Lundurines A (1) and B (2) were both prepared in three additional steps from 18, by thiolation/C-sulfinylation–elimination and either oxidation or reduction (Scheme ). Intermediate 18 was first subjected to Lawesson’s reagent to form thiolactam 21, which then reacted with p-toluenesulfinyl chloride, in the presence of Hünig’s base, to generate in situ an α-sulfinyl thiolactam.[20] Upon heating at 80 °C, a Cope-type elimination gave thiolundurine A (22). Oxidation of 22 with m-CPBA at −78 °C produced (−)-lundurine A (1) in 69% yield, while treatment of 22 with iodomethane followed by sodium borohydride gave (−)-lundurine B (2) in 72% yield. Interestingly, unlike stated in the isolation and previous syntheses, racemic and enantiopure 1 are crystalline solids and we have also obtained the crystal structure of this natural product, confirming its absolute configuration and the one of the whole family of natural compounds.
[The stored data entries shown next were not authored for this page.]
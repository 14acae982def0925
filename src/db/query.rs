//! Dynamic listing SELECT construction.
//!
//! Translates a validated [`FilterConfig`] into SQL: predicates AND together,
//! set-valued fields expand to IN lists, and unapproved or inactive listings
//! are always excluded. Callers validate the filter shape before building;
//! this module assumes a well-formed filter.

use chrono::{DateTime, Utc};
use sqlx::{QueryBuilder, Sqlite};

use crate::model::{FilterConfig, SortOrder};

const LISTING_COLUMNS: &str = "id, bedrooms, bathrooms, price, property_type, \
     neighborhood, broker_fee, posted_by, updated_at";

/// Build the candidate-selection query for a pipeline run.
pub fn listing_select(
    filter: &FilterConfig,
    sort: SortOrder,
    cutoff: Option<DateTime<Utc>>,
) -> QueryBuilder<'static, Sqlite> {
    let mut qb = QueryBuilder::new(format!(
        "SELECT {LISTING_COLUMNS} FROM listings WHERE approved = 1 AND active = 1"
    ));
    push_predicates(&mut qb, filter, cutoff);
    qb.push(order_clause(sort));
    qb
}

/// Build the live-count query used for collection CTA blocks.
pub fn listing_count(
    filter: &FilterConfig,
    cutoff: Option<DateTime<Utc>>,
) -> QueryBuilder<'static, Sqlite> {
    let mut qb =
        QueryBuilder::new("SELECT COUNT(*) FROM listings WHERE approved = 1 AND active = 1");
    push_predicates(&mut qb, filter, cutoff);
    qb
}

fn push_predicates(
    qb: &mut QueryBuilder<'static, Sqlite>,
    filter: &FilterConfig,
    cutoff: Option<DateTime<Utc>>,
) {
    if let Some(bedrooms) = &filter.bedrooms {
        qb.push(" AND bedrooms IN (");
        let mut separated = qb.separated(", ");
        for count in bedrooms {
            separated.push_bind(*count);
        }
        separated.push_unseparated(")");
    }
    if let Some(min) = filter.price_min {
        qb.push(" AND price >= ").push_bind(min);
    }
    if let Some(max) = filter.price_max {
        qb.push(" AND price <= ").push_bind(max);
    }
    if let Some(types) = &filter.property_types {
        qb.push(" AND property_type IN (");
        let mut separated = qb.separated(", ");
        for t in types {
            separated.push_bind(t.clone());
        }
        separated.push_unseparated(")");
    }
    if let Some(hoods) = &filter.neighborhoods {
        qb.push(" AND neighborhood IN (");
        let mut separated = qb.separated(", ");
        for n in hoods {
            separated.push_bind(n.clone());
        }
        separated.push_unseparated(")");
    }
    if let Some(fee) = filter.broker_fee {
        qb.push(" AND broker_fee = ").push_bind(fee);
    }
    if let Some(cutoff) = cutoff {
        qb.push(" AND datetime(updated_at) >= datetime(")
            .push_bind(cutoff)
            .push(")");
    }
}

fn order_clause(sort: SortOrder) -> &'static str {
    // Call-for-price rows (NULL price) sort after priced rows.
    match sort {
        SortOrder::UpdatedDesc => " ORDER BY updated_at DESC, id DESC",
        SortOrder::PriceAsc => " ORDER BY price IS NULL, price ASC, updated_at DESC",
        SortOrder::PriceDesc => " ORDER BY price IS NULL, price DESC, updated_at DESC",
        SortOrder::BedsAsc => " ORDER BY bedrooms ASC, updated_at DESC",
        SortOrder::BedsDesc => " ORDER BY bedrooms DESC, updated_at DESC",
    }
}

#[cfg(test)]
mod tests {
    use super::*;

    #[test]
    fn unconstrained_filter_only_gates_on_visibility() {
        let qb = listing_select(&FilterConfig::default(), SortOrder::UpdatedDesc, None);
        let sql = qb.sql();
        assert!(sql.contains("approved = 1 AND active = 1"));
        assert!(!sql.contains("bedrooms IN"));
        assert!(sql.ends_with("ORDER BY updated_at DESC, id DESC"));
    }

    #[test]
    fn set_fields_expand_to_in_lists() {
        let filter = FilterConfig {
            bedrooms: Some(vec![1, 2]),
            property_types: Some(vec!["apartment".into(), "condo".into()]),
            ..Default::default()
        };
        let qb = listing_select(&filter, SortOrder::PriceAsc, None);
        let sql = qb.sql();
        assert!(sql.contains("bedrooms IN (?, ?)"));
        assert!(sql.contains("property_type IN (?, ?)"));
        assert!(sql.contains("ORDER BY price IS NULL, price ASC"));
    }

    #[test]
    fn cutoff_and_fee_become_predicates() {
        let filter = FilterConfig {
            broker_fee: Some(false),
            ..Default::default()
        };
        let qb = listing_select(&filter, SortOrder::UpdatedDesc, Some(Utc::now()));
        let sql = qb.sql();
        assert!(sql.contains("broker_fee = ?"));
        assert!(sql.contains("datetime(updated_at) >= datetime(?)"));
    }

    #[test]
    fn count_query_has_no_ordering() {
        let qb = listing_count(&FilterConfig::default(), None);
        assert!(qb.sql().starts_with("SELECT COUNT(*)"));
        assert!(!qb.sql().contains("ORDER BY"));
    }
}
In conclusion, we have developed a unified approach toward the synthesis of lundurines A–C, including the first enantioselective total synthesis of lundurine C, taking advantage of a gold(I)-catalyzed 8-endo-dig selective hydroheteroarylation to build the polyhydroazocine ring. Our synthesis of the lundurines is the shortest and most efficient to date (12–14 steps from known chiral alcohol 20f,[21] 6.6% overall yield for lundurine C and 3% overall yield for lundurines A and B, >99:1 er) and is perfectly suited to the preparation of analogues for biological evaluation as well as its extension to the synthesis of other Kopsia alkaloids. Worthy of note is the implementation of a practical chirality transfer in a complex tandem transformation and the new intramolecular cyclopropanation of indoles by formation of a pyrazoline by formal [3 + 2] cycloaddition in the presence of a Lewis acid. Finally, as often encountered in total synthesis endeavors, serendipity also played a significant role in the discovery of a new transformation in which a double bond migrates by means of a homodienyl retro-ene/ene rearrangement, which streamlined the access to this family of alkaloids.